| Problem requirements |
The output is the lines below from the one with "pub async fn list_categories(pool: &PgPool)" through the one with "WHERE category IS", both included, printed exactly and with no other line.
------
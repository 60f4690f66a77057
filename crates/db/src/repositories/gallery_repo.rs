//! Repository for the `gallery_items` table.

use sqlx::PgPool;
use vitrine_core::types::DbId;

use crate::content_table::ContentTable;
use crate::models::gallery::{CreateGalleryItem, GalleryItem, UpdateGalleryItem};
use crate::repositories::SortableRepo;

const COLUMNS: &str = "id, title, description, image_url, thumbnail_url, category, alt_text, \
    sort_order, is_active, deleted_at, created_at, updated_at";

/// Provides CRUD operations for gallery items.
pub struct GalleryItemRepo;

impl GalleryItemRepo {
    pub async fn create(
        pool: &PgPool,
        input: &CreateGalleryItem,
    ) -> Result<GalleryItem, sqlx::Error> {
        let mut tx = pool.begin().await?;
        let sort_order = match input.sort_order {
            Some(order) => order,
            None => SortableRepo::next_sort_order(&mut tx, ContentTable::GalleryItems).await?,
        };
        let query = format!(
            "INSERT INTO gallery_items \
                (title, description, image_url, thumbnail_url, category, alt_text, \
                 sort_order, is_active) \
             VALUES ($1, $2, $3, $4, $5, $6, $7, COALESCE($8, true)) \
             RETURNING {COLUMNS}"
        );
        let row = sqlx::query_as::<_, GalleryItem>(&query)
            .bind(&input.title)
            .bind(&input.description)
            .bind(&input.image_url)
            .bind(&input.thumbnail_url)
            .bind(&input.category)
            .bind(&input.alt_text)
            .bind(sort_order)
            .bind(input.is_active)
            .fetch_one(&mut *tx)
            .await?;
        tx.commit().await?;
        Ok(row)
    }

    pub async fn find_by_id(pool: &PgPool, id: DbId) -> Result<Option<GalleryItem>, sqlx::Error> {
        let query =
            format!("SELECT {COLUMNS} FROM gallery_items WHERE id = $1 AND deleted_at IS NULL");
        sqlx::query_as::<_, GalleryItem>(&query)
            .bind(id)
            .fetch_optional(pool)
            .await
    }

    /// List live gallery items in display order, optionally narrowed to one
    /// category.
    pub async fn list(
        pool: &PgPool,
        include_inactive: bool,
        category: Option<&str>,
    ) -> Result<Vec<GalleryItem>, sqlx::Error> {
        let query = format!(
            "SELECT {COLUMNS} FROM gallery_items \
             WHERE deleted_at IS NULL AND ($1 OR is_active = true) \
               AND ($2::TEXT IS NULL OR category = $2) \
             ORDER BY sort_order, id"
        );
        sqlx::query_as::<_, GalleryItem>(&query)
            .bind(include_inactive)
            .bind(category)
            .fetch_all(pool)
            .await
    }

    /// Distinct categories among published items, for the gallery filter bar.
    pub async fn list_categories(pool: &PgPool) -> Result<Vec<String>, sqlx::Error> {
        sqlx::query_scalar::<_, String>(
            "SELECT DISTINCT category FROM gallery_items \
             WHERE category IS NOT NULL AND is_active = true AND deleted_at IS NULL \
             ORDER BY category",
        )
        .fetch_all(pool)
        .await
    }

    pub async fn update(
        pool: &PgPool,
        id: DbId,
        input: &UpdateGalleryItem,
    ) -> Result<Option<GalleryItem>, sqlx::Error> {
        let query = format!(
            "UPDATE gallery_items SET \
                title = COALESCE($2, title), \
                description = COALESCE($3, description), \
                image_url = COALESCE($4, image_url), \
                thumbnail_url = COALESCE($5, thumbnail_url), \
                category = COALESCE($6, category), \
                alt_text = COALESCE($7, alt_text), \
                is_active = COALESCE($8, is_active) \
             WHERE id = $1 AND deleted_at IS NULL \
             RETURNING {COLUMNS}"
        );
        sqlx::query_as::<_, GalleryItem>(&query)
            .bind(id)
            .bind(&input.title)
            .bind(&input.description)
            .bind(&input.image_url)
            .bind(&input.thumbnail_url)
            .bind(&input.category)
            .bind(&input.alt_text)
            .bind(input.is_active)
            .fetch_optional(pool)
            .await
    }
}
------
| Result of the exercise |
    pub async fn list_categories(pool: &PgPool) -> Result<Vec<String>, sqlx::Error> {
        sqlx::query_scalar::<_, String>(
            "SELECT DISTINCT category FROM gallery_items \
             WHERE category IS NOT NULL AND is_active = true AND deleted_at IS NULL \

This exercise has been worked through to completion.